(Records Opens)

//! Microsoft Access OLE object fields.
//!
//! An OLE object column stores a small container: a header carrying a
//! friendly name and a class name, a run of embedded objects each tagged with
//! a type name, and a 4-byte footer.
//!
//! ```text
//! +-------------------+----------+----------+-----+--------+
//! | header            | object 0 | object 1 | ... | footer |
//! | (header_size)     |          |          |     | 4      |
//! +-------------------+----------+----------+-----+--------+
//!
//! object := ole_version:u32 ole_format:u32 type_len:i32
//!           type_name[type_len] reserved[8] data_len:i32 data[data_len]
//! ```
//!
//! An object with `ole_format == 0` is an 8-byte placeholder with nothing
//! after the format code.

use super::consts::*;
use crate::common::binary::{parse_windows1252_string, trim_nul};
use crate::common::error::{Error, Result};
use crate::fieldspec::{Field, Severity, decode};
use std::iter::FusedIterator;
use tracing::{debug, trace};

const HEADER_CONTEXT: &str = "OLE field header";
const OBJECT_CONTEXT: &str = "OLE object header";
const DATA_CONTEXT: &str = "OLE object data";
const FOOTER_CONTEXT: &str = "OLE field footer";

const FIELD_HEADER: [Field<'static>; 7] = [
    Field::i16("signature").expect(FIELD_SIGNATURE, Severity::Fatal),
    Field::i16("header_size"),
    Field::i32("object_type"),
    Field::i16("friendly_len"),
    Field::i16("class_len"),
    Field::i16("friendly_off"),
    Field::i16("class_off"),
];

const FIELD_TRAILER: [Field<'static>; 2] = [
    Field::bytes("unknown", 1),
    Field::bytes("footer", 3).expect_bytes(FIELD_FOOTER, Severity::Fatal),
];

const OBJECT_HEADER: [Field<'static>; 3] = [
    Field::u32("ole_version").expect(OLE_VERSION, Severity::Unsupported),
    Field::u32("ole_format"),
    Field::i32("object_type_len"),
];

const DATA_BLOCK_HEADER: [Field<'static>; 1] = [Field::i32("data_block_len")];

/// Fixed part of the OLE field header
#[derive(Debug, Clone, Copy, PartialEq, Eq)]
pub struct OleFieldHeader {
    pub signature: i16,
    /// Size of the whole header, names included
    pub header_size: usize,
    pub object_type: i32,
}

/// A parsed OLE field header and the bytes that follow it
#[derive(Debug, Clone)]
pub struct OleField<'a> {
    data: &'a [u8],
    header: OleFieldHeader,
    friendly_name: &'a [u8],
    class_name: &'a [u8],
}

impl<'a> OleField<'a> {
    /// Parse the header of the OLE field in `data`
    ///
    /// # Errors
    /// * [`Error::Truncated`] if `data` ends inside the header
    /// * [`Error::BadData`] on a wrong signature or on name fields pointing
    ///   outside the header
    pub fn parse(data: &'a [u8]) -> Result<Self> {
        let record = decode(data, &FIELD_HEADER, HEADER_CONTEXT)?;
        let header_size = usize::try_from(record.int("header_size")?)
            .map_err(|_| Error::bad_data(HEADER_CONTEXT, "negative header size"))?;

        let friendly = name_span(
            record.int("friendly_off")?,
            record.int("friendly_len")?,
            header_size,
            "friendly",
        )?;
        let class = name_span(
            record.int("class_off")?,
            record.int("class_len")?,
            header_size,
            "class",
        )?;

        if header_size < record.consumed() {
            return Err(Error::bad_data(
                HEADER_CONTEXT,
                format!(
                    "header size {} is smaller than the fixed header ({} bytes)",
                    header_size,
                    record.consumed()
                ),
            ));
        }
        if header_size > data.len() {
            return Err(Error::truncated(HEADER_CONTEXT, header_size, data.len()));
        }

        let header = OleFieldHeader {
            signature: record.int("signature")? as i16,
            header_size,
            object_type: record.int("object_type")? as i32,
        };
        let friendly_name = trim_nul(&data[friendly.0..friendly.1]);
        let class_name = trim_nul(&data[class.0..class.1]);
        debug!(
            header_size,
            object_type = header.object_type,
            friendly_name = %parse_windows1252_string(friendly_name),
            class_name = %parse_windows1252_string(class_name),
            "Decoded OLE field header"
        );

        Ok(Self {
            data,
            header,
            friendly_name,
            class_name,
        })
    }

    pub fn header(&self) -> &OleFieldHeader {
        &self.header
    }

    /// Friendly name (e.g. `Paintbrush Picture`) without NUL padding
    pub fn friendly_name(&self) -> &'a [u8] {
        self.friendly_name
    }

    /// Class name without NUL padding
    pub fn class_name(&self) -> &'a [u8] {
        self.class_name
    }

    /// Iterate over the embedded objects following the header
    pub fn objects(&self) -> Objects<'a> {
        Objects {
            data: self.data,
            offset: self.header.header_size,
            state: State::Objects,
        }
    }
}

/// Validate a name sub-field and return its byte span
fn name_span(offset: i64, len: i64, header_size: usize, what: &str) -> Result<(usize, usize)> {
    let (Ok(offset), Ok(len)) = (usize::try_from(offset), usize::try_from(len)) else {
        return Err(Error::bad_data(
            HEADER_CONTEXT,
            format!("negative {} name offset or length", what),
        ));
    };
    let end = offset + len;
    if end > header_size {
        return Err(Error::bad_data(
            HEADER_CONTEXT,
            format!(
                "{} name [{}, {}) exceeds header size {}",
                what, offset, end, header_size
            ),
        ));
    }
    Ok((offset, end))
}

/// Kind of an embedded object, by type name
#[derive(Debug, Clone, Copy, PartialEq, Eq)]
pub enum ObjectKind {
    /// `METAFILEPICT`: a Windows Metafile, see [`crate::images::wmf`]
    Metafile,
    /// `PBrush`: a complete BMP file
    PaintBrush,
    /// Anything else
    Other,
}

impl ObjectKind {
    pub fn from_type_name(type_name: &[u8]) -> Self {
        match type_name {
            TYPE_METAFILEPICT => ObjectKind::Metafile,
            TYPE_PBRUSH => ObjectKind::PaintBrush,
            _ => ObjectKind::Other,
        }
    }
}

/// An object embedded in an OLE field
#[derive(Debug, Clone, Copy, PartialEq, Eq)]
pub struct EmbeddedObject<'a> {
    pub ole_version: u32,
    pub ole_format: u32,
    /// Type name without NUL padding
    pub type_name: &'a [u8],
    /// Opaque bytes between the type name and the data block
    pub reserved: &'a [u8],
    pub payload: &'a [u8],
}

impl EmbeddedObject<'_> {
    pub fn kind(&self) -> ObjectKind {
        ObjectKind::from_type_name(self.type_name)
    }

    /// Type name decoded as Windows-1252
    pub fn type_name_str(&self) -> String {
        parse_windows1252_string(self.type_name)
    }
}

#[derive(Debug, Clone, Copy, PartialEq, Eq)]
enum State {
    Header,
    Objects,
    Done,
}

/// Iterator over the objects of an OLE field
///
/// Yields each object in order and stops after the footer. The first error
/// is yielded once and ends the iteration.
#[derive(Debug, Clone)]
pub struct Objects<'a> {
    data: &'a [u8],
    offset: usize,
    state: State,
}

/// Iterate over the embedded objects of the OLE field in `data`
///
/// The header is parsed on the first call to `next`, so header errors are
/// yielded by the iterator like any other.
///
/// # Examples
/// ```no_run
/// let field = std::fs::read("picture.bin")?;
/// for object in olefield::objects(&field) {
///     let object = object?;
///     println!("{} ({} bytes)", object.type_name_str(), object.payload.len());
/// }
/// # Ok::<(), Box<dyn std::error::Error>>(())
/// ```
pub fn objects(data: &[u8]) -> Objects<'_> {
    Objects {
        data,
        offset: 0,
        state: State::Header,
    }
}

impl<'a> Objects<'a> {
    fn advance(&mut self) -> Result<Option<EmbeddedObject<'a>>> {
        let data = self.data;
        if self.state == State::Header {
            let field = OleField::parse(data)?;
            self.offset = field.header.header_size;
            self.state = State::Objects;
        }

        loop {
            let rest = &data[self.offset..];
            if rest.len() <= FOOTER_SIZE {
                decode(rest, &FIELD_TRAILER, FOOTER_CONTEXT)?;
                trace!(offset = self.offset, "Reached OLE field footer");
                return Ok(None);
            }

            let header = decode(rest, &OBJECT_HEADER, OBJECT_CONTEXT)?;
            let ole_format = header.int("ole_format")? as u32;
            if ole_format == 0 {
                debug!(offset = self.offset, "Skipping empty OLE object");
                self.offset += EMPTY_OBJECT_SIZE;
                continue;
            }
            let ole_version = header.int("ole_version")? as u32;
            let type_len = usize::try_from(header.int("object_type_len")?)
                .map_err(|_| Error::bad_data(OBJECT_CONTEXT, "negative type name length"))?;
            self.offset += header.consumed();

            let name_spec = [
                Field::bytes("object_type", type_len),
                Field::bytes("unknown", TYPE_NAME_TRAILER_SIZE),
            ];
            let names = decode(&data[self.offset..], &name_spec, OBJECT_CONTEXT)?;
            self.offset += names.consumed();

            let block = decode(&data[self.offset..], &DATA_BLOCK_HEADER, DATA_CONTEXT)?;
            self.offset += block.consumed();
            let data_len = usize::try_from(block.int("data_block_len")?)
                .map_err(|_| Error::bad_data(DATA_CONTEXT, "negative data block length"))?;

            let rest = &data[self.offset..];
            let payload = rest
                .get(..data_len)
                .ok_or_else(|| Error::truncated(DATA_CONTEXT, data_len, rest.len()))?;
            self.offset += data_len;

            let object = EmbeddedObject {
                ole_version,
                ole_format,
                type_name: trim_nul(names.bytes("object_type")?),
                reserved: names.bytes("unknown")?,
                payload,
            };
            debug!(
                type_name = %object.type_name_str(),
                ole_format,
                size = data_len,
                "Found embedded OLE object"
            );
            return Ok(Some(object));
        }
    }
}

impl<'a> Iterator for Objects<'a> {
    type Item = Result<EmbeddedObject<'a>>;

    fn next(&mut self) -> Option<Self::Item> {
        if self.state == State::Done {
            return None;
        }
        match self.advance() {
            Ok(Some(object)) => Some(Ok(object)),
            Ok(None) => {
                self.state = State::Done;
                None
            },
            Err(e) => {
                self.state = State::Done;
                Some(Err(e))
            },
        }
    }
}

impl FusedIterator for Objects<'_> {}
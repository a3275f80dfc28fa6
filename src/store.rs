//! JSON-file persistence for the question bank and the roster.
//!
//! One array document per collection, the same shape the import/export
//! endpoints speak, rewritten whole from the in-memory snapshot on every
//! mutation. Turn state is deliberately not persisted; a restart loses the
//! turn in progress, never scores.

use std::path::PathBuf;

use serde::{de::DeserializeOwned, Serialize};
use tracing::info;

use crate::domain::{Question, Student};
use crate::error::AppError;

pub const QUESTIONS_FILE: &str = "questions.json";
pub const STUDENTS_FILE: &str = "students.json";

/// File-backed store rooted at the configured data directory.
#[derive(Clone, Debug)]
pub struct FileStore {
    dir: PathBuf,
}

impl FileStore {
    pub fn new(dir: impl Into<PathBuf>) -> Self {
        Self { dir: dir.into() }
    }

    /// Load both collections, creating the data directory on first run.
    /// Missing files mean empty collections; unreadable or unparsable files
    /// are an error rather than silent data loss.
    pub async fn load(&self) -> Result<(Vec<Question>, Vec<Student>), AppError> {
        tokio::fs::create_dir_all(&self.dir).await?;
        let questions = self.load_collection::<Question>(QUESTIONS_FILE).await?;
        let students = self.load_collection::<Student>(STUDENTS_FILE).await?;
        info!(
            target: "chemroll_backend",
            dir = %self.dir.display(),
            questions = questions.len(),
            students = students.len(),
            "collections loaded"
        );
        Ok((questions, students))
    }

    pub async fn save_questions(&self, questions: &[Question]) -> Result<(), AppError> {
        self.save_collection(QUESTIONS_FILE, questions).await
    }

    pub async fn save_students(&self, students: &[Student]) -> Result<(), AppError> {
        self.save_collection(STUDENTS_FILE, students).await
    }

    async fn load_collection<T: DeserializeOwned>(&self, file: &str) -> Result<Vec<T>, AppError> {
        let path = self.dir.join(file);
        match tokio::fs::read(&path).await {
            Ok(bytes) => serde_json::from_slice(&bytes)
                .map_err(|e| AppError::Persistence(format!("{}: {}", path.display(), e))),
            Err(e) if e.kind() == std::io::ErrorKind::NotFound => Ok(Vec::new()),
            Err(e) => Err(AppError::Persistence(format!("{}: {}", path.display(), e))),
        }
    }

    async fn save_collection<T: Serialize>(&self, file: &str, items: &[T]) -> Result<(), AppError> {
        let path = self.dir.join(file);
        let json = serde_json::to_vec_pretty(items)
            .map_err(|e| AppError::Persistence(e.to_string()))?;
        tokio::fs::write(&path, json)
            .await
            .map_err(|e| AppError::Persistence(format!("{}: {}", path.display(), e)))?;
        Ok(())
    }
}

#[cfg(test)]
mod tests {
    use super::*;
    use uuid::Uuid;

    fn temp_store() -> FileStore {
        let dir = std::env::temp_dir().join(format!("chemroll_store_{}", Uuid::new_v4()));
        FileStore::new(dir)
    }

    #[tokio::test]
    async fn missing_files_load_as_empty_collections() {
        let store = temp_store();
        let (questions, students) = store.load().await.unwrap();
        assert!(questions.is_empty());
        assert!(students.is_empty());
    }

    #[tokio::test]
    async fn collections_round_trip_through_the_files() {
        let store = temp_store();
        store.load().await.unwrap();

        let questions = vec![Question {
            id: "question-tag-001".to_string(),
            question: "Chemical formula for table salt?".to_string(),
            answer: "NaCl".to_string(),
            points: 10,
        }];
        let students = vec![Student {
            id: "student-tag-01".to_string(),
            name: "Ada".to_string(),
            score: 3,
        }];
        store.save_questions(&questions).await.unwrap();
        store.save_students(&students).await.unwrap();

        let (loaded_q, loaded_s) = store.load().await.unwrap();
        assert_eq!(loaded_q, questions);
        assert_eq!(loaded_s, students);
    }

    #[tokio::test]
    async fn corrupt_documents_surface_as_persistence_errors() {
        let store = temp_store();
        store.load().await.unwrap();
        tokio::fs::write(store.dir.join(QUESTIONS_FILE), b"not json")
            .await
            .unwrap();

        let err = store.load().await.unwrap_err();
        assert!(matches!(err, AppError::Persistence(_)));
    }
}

(Records Closes)
(Records Opens)

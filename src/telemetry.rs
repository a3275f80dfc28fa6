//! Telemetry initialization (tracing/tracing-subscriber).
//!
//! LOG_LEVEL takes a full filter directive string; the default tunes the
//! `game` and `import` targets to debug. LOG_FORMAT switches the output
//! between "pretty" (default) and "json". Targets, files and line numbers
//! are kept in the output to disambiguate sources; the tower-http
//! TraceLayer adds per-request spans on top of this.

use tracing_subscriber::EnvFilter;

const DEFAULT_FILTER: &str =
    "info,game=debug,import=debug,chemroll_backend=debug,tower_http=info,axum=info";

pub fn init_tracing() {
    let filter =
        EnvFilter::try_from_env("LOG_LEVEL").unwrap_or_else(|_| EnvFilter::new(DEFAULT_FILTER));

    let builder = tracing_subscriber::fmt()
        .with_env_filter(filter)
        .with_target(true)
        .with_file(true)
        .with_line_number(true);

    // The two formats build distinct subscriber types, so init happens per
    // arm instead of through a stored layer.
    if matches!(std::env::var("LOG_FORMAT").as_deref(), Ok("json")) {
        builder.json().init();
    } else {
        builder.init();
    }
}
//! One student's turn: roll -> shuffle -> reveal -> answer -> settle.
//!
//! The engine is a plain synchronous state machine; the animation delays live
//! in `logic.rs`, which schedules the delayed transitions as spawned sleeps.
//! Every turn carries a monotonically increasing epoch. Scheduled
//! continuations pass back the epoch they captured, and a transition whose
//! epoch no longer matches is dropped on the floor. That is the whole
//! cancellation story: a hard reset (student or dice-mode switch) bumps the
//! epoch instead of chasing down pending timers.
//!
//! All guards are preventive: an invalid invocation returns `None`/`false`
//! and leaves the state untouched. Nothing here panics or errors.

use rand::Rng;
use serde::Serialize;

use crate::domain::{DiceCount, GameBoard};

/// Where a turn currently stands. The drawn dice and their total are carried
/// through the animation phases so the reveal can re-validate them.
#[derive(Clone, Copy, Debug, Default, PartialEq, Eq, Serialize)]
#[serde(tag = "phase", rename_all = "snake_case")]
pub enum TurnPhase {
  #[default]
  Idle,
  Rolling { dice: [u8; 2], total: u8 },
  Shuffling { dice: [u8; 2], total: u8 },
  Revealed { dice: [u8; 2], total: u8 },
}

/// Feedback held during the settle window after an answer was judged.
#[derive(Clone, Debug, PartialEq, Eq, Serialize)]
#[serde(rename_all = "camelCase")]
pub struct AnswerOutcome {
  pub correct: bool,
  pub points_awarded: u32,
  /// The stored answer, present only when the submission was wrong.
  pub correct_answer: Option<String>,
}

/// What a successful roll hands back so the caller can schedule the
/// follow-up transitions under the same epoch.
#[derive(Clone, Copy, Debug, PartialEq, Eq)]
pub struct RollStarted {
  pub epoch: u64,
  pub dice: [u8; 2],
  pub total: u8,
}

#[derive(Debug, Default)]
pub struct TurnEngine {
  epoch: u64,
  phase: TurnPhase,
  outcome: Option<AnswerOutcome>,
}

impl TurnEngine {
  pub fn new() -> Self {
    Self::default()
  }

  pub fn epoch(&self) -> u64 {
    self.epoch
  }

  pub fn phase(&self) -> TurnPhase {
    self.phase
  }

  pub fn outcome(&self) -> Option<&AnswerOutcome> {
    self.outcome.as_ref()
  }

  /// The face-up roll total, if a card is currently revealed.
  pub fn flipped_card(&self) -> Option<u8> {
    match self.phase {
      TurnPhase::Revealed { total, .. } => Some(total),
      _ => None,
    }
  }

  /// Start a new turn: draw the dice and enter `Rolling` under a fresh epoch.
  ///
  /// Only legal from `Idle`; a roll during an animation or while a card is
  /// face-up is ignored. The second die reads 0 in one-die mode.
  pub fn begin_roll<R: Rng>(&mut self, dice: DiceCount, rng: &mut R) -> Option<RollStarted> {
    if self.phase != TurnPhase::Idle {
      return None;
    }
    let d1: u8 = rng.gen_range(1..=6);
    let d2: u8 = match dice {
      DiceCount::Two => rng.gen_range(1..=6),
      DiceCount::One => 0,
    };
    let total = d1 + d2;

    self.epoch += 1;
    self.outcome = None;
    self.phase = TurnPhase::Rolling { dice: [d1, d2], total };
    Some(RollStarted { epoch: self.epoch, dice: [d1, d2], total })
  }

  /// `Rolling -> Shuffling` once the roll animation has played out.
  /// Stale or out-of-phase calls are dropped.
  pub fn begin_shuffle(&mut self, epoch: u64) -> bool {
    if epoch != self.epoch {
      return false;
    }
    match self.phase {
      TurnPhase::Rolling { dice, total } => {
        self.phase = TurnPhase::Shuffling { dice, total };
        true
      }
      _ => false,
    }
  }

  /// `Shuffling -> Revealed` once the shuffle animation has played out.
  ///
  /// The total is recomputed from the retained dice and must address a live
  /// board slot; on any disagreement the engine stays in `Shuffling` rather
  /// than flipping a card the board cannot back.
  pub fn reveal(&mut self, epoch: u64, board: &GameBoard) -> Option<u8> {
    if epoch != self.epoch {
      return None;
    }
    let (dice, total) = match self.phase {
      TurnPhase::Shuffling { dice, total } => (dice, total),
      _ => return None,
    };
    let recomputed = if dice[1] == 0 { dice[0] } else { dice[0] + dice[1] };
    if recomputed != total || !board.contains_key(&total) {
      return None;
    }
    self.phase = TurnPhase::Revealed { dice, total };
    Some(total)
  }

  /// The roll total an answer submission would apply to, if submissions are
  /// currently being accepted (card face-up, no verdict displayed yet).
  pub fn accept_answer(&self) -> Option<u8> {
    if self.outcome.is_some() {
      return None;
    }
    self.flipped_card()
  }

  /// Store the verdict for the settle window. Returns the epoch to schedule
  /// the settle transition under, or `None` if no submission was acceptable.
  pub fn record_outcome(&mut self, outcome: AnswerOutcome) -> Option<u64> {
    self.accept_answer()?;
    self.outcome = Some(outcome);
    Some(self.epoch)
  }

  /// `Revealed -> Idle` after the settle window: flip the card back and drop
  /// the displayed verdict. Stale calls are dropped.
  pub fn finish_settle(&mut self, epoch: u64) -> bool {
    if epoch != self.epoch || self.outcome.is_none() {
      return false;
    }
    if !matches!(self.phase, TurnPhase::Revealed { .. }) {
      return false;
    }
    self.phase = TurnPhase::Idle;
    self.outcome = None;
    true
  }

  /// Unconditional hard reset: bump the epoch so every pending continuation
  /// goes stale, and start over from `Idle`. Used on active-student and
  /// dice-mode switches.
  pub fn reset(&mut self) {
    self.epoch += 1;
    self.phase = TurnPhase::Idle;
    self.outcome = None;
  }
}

(Records Closes)

§ **Required work**
Would you filter the entries above and keep each line that has the word "between"?

§ **Reply to the exercise**
    /// Opaque bytes between the type name and the data block
//! between "pretty" (default) and "json". Targets, files and line numbers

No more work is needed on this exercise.